(Information given Opens)
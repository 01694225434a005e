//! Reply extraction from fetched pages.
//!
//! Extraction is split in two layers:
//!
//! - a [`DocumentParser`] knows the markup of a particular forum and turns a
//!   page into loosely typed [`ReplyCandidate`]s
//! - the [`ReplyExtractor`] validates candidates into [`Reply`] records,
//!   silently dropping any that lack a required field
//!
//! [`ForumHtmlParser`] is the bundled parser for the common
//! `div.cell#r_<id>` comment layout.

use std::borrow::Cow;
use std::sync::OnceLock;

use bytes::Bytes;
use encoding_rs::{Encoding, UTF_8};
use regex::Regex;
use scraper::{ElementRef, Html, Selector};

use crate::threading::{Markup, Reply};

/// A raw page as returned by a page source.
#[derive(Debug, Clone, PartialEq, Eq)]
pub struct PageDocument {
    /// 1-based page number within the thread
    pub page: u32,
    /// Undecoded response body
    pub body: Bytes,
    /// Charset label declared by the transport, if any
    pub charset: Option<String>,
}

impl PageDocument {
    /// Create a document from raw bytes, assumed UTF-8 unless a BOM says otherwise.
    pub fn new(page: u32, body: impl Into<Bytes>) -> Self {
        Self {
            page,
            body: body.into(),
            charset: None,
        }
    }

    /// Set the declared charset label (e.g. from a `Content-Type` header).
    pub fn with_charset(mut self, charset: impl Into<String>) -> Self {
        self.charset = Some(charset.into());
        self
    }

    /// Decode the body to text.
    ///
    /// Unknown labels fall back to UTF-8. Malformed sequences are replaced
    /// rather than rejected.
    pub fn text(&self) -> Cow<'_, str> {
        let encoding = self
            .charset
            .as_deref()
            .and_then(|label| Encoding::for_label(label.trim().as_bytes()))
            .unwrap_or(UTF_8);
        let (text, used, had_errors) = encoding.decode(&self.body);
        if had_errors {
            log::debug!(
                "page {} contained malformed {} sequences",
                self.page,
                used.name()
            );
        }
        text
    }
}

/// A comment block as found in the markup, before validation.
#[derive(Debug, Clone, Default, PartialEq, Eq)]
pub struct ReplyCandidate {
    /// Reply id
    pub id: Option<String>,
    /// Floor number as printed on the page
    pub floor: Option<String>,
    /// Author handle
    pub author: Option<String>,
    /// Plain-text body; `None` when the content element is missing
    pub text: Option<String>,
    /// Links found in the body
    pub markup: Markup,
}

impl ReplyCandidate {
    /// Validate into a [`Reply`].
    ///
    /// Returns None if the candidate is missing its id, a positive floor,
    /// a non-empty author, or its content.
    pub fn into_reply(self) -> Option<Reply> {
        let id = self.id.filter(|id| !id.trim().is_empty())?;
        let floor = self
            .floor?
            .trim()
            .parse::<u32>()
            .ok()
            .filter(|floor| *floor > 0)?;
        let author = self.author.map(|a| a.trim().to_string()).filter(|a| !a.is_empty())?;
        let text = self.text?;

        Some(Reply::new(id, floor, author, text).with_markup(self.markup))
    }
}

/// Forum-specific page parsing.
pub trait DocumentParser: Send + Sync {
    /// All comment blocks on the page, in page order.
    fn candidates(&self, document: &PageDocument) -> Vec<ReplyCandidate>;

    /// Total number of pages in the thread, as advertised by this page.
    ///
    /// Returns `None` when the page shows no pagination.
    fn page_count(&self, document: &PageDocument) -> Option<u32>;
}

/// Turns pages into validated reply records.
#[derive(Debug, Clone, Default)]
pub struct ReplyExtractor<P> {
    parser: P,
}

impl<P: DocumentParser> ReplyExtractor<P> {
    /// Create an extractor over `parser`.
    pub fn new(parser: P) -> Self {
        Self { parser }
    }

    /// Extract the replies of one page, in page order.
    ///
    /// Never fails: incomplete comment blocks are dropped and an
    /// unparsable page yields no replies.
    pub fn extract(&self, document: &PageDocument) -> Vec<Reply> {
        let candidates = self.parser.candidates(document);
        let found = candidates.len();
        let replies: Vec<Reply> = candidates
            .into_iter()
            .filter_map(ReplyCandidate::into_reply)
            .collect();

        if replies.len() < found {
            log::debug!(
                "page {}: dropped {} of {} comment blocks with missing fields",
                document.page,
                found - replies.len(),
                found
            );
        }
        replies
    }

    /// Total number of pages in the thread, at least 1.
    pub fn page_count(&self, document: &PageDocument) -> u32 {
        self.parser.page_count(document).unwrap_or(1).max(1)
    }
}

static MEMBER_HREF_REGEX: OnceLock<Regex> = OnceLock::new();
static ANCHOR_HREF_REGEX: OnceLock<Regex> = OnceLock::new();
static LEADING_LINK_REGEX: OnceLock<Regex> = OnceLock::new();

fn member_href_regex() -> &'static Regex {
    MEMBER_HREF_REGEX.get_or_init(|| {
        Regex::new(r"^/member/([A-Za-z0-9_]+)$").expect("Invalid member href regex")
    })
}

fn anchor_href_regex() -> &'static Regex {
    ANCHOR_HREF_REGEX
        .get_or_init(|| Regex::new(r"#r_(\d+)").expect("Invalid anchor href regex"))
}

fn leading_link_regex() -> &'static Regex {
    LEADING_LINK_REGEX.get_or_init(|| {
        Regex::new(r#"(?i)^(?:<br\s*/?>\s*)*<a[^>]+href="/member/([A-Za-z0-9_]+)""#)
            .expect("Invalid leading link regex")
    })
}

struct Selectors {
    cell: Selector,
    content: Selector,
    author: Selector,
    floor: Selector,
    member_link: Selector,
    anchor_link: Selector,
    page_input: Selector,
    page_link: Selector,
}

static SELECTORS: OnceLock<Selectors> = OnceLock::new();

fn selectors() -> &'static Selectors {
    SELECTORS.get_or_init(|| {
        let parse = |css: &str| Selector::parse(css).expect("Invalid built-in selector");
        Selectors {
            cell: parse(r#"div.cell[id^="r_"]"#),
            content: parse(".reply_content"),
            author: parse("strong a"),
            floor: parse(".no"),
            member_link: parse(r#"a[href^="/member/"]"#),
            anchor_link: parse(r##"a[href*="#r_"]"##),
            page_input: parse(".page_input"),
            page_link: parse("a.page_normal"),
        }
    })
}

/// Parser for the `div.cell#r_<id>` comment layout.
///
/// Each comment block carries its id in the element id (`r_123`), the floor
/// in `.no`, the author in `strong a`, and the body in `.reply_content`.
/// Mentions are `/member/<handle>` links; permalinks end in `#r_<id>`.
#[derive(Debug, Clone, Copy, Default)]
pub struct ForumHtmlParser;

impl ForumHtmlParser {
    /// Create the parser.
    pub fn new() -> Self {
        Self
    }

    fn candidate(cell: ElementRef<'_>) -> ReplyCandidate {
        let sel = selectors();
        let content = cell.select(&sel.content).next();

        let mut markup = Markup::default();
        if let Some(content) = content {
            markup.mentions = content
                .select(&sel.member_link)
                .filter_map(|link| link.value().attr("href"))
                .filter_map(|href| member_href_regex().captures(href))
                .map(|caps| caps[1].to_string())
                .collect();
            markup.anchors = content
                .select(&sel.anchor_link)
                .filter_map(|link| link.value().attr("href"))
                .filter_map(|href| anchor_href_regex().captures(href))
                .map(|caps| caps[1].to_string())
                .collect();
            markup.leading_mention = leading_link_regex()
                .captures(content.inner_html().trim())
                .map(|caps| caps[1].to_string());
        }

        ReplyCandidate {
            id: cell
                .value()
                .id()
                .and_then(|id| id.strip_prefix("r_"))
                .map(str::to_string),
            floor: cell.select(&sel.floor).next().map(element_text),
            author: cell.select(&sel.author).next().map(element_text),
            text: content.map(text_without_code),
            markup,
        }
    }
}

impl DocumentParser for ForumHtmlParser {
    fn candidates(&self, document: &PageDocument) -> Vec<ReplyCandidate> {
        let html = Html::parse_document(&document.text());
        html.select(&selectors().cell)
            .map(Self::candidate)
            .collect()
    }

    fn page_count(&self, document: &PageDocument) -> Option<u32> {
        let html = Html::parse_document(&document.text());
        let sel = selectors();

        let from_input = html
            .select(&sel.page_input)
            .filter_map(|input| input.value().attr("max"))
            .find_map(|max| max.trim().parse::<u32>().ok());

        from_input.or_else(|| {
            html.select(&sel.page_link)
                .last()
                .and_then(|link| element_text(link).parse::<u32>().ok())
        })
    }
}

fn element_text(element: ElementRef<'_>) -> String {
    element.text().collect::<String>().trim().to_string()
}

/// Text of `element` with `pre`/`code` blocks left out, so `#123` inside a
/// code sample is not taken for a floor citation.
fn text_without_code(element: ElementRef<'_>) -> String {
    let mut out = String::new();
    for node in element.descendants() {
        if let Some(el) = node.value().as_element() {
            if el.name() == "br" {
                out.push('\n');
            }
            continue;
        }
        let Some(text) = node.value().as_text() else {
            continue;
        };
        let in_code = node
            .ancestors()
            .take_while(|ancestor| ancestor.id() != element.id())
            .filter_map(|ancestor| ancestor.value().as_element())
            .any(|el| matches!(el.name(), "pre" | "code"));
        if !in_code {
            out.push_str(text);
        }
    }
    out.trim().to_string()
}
(Information given Closes)
(Information given Opens)
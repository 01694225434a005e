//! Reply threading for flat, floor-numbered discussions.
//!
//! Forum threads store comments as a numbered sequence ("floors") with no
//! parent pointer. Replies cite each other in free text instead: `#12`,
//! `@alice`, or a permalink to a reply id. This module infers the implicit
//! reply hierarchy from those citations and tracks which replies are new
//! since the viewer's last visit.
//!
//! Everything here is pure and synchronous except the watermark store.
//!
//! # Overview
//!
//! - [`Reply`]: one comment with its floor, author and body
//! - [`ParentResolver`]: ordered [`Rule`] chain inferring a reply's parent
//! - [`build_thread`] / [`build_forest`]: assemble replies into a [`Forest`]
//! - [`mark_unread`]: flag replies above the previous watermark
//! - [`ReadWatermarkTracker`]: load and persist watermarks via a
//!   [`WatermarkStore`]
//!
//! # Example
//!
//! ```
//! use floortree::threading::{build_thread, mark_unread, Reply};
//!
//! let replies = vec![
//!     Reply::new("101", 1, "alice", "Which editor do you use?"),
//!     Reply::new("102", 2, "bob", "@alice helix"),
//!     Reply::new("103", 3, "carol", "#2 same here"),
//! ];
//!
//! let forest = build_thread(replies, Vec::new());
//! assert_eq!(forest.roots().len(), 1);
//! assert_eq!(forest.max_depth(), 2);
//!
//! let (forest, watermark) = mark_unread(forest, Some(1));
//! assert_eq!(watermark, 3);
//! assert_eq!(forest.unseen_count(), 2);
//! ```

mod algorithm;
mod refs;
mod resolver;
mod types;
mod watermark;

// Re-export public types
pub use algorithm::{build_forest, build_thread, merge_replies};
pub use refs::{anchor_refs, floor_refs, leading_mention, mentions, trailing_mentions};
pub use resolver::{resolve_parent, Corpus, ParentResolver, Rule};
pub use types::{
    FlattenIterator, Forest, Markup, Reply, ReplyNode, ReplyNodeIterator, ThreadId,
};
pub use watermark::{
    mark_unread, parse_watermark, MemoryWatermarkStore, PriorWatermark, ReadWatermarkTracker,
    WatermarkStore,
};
(Information given Closes)
(Information given Opens)
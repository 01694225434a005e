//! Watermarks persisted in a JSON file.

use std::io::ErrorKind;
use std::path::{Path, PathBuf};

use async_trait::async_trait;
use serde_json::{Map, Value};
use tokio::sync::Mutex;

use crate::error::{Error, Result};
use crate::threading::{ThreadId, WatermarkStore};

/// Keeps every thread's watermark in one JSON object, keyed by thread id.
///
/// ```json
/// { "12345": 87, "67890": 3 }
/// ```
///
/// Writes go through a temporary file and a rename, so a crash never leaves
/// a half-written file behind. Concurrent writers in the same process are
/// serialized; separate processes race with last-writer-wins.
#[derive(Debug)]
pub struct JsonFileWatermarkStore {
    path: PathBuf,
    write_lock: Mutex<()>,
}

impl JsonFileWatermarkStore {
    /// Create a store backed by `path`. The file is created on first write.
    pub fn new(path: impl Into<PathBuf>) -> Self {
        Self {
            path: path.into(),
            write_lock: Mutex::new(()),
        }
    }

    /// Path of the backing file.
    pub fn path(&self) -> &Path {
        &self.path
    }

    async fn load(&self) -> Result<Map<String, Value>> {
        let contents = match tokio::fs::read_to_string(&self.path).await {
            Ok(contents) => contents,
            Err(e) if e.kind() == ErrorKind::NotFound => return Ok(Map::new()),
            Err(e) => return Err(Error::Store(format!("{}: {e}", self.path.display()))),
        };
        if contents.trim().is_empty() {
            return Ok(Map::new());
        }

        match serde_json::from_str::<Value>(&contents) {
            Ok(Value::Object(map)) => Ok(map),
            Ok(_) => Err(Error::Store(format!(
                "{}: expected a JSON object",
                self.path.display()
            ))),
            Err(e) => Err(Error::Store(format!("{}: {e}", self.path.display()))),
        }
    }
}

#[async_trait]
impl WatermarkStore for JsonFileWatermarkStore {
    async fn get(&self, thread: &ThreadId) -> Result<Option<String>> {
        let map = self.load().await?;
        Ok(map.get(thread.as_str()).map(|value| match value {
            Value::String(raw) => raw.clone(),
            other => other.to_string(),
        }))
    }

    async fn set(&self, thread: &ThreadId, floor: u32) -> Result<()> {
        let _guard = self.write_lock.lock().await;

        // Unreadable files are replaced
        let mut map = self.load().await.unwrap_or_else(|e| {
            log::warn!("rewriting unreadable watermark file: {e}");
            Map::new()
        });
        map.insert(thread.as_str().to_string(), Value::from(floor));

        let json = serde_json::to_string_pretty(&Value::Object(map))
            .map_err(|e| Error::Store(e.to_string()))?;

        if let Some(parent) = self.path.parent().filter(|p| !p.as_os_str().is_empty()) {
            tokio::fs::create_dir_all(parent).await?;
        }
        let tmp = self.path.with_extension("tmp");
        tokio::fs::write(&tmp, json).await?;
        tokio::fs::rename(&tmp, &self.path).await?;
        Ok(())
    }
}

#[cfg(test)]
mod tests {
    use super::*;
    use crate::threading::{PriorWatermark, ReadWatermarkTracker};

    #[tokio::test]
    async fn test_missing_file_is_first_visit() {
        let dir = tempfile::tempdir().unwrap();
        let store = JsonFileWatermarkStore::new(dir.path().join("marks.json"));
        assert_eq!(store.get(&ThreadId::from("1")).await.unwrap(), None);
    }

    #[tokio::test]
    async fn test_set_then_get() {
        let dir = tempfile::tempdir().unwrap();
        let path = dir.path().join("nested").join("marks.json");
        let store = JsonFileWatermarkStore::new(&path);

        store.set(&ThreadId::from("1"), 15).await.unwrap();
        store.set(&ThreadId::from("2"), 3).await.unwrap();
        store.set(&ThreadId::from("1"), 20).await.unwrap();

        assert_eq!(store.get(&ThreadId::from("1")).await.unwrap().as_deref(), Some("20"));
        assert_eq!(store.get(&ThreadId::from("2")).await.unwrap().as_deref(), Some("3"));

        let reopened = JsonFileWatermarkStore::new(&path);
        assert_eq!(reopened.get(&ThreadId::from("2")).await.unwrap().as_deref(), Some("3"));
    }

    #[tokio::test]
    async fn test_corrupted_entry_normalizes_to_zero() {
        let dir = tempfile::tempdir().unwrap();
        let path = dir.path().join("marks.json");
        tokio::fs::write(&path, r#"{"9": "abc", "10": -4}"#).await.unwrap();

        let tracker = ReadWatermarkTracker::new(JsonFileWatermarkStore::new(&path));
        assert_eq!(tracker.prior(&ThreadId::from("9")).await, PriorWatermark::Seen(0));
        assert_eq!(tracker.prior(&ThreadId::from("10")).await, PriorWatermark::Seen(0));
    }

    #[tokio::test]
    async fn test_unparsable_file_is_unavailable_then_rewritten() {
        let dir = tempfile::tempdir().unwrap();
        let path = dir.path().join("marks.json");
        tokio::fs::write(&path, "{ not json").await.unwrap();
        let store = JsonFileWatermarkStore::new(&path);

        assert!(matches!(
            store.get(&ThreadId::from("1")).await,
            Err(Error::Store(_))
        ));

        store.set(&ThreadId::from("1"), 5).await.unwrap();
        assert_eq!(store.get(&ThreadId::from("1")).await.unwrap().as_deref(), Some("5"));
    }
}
(Information given Closes)
■ Problem to solve ■
Whenever a line of the data above includes the word "cell", copy that line.

■ Solution to this task ■
//! `div.cell#r_<id>` comment layout.
    cell: Selector,
            cell: parse(r#"div.cell[id^="r_"]"#),
/// Parser for the `div.cell#r_<id>` comment layout.
    fn candidate(cell: ElementRef<'_>) -> ReplyCandidate {
        let content = cell.select(&sel.content).next();
            id: cell
            floor: cell.select(&sel.floor).next().map(element_text),
            author: cell.select(&sel.author).next().map(element_text),
        html.select(&selectors().cell)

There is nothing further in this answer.